Problem requirements: From the data below, repeat exactly the lines from the line with "len.div_ceil(self.frame_samples)" to the line with "pub fn split(&self, buffer: SampleBuffer)", both included.
-------- Record excerpts --------
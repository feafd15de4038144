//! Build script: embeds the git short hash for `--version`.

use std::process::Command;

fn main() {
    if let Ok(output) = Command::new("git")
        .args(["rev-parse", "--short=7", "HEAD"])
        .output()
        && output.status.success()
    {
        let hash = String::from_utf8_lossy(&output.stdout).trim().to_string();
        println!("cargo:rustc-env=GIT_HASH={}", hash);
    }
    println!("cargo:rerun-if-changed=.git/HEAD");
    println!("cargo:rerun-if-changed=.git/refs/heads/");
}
--------
-------- Record excerpts --------
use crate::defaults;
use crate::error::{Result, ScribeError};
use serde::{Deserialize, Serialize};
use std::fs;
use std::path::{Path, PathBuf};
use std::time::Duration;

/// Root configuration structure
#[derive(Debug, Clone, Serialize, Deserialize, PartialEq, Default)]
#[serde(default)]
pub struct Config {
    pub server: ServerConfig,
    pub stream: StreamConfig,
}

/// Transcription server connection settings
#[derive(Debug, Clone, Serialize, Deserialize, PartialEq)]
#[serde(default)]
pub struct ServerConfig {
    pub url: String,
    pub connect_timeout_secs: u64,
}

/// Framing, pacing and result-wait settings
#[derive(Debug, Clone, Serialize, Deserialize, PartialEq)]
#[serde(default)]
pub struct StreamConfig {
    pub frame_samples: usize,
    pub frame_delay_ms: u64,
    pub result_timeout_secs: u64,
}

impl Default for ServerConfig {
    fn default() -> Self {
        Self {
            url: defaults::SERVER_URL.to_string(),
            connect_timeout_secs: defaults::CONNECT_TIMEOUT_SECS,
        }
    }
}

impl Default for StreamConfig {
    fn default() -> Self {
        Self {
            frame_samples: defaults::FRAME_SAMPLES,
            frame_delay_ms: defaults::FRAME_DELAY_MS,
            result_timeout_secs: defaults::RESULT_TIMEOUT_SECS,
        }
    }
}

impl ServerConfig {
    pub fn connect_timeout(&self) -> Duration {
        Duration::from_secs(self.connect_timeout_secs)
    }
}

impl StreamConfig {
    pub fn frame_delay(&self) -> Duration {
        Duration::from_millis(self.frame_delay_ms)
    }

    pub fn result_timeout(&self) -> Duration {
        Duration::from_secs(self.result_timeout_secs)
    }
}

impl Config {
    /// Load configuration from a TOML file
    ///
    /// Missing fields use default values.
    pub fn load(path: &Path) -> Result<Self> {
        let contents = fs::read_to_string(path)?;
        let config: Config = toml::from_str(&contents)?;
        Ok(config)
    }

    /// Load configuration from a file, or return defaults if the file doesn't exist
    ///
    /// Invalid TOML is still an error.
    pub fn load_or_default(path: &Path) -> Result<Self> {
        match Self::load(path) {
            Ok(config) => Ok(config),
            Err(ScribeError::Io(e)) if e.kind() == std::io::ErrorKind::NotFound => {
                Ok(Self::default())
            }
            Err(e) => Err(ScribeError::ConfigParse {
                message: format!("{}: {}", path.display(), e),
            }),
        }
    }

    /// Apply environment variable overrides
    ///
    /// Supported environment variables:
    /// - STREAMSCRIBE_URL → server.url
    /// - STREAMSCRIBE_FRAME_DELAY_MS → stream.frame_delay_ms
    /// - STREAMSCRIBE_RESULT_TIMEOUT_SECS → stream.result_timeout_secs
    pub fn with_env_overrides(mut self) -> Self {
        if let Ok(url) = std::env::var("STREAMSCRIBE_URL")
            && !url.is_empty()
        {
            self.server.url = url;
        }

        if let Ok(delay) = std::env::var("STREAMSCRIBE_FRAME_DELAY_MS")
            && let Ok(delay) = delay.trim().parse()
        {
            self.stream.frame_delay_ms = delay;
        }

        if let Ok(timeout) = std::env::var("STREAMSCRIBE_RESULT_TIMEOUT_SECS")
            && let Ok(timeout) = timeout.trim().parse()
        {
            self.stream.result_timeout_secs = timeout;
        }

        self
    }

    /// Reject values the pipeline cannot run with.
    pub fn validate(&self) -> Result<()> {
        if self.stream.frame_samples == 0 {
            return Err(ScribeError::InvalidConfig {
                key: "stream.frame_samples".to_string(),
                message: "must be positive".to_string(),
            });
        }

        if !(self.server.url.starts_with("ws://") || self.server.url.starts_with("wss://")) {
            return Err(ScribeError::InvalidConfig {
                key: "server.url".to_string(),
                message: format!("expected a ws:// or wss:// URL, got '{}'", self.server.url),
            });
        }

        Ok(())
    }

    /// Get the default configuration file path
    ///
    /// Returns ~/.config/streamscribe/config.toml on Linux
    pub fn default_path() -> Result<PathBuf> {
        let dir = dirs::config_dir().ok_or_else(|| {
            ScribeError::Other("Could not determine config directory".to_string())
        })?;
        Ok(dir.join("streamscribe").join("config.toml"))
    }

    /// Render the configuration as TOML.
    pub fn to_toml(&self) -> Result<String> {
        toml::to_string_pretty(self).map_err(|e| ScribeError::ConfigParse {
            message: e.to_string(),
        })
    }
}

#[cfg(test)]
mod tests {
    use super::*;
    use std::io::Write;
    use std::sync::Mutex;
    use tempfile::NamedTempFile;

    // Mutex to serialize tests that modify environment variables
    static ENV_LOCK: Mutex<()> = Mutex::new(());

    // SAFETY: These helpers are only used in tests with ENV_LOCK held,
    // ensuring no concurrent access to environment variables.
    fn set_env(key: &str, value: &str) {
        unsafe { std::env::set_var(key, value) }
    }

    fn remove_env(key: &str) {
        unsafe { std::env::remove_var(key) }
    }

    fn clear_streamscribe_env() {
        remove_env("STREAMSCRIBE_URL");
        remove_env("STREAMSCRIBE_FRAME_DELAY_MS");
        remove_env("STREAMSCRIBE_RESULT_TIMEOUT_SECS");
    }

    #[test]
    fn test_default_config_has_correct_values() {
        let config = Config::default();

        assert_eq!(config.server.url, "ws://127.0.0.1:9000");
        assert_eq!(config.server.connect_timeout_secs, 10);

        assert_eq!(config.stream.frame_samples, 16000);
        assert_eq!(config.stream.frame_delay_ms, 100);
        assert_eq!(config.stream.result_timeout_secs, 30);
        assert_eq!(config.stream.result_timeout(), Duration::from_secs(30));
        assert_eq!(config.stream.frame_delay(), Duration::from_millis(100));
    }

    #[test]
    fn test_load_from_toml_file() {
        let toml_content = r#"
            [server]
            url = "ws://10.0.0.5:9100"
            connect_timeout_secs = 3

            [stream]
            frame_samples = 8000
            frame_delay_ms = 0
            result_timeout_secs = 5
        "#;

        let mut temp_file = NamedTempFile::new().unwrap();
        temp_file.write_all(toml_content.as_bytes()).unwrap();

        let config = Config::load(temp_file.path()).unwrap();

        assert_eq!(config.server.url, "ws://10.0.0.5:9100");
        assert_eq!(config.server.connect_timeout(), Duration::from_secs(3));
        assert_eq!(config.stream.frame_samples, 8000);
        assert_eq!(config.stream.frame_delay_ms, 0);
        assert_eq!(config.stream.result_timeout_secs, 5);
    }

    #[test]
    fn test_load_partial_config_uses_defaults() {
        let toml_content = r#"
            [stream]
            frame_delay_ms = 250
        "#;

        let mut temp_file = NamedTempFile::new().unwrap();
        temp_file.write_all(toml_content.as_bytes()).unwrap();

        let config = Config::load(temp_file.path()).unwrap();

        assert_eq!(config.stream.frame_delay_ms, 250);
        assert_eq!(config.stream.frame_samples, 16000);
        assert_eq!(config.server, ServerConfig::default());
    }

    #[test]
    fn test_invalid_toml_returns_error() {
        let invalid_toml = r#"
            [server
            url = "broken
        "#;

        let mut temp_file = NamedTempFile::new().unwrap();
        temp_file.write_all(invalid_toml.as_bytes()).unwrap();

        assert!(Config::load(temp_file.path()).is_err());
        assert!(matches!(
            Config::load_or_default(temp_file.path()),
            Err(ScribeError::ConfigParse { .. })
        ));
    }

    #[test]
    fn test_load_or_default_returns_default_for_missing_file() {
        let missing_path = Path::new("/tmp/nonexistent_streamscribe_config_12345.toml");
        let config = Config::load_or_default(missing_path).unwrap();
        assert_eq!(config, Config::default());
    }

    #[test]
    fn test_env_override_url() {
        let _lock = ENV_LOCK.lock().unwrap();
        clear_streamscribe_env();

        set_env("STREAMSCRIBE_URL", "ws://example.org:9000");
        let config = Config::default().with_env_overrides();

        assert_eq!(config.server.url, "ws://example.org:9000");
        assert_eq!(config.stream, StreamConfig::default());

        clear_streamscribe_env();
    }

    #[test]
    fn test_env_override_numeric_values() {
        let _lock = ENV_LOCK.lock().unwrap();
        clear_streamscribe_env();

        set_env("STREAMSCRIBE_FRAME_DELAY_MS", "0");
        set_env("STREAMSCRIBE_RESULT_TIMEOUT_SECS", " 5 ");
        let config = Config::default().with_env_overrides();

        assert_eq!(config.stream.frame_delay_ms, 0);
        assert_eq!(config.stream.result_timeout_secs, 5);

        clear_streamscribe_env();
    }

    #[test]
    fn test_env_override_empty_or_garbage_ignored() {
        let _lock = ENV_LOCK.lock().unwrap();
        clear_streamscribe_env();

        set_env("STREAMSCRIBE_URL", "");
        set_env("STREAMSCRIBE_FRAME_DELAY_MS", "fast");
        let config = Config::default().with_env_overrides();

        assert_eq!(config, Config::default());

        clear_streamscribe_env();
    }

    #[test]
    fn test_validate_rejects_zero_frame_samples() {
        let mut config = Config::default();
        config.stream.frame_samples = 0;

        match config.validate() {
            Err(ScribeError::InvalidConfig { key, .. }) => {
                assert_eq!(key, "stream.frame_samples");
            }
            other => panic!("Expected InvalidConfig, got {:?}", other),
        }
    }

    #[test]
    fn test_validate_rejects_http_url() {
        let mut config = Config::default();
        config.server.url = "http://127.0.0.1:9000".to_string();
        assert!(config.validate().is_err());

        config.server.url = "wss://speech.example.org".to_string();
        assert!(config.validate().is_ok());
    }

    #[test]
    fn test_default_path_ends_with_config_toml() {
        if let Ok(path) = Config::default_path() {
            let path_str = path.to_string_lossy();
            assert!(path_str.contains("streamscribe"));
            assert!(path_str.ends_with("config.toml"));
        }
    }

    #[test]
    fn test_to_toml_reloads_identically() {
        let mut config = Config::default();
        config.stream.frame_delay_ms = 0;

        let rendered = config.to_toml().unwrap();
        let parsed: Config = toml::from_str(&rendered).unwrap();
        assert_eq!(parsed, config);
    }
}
--------
-------- Record excerpts --------
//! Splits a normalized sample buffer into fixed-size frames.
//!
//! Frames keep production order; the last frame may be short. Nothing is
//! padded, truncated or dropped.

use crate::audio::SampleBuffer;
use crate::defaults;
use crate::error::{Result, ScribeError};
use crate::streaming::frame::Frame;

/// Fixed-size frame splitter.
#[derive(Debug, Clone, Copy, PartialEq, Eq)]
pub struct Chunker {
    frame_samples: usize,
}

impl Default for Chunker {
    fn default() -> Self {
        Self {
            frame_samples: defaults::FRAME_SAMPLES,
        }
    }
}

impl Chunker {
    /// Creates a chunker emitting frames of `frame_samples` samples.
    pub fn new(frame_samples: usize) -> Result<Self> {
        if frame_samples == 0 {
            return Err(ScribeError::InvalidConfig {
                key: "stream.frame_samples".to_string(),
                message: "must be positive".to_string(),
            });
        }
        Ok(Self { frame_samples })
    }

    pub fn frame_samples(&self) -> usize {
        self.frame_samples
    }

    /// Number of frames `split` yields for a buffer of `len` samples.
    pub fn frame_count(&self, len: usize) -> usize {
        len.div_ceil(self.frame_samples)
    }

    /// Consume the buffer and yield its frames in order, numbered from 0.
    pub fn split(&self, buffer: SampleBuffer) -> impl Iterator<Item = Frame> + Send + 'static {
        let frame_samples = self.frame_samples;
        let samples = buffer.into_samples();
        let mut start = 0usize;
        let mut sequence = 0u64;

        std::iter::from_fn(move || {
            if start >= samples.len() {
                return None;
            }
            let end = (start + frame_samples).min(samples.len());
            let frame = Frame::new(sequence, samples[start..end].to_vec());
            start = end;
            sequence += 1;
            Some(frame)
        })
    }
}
--------
Completed exercise:
        len.div_ceil(self.frame_samples)
    }

    /// Consume the buffer and yield its frames in order, numbered from 0.
    pub fn split(&self, buffer: SampleBuffer) -> impl Iterator<Item = Frame> + Send + 'static {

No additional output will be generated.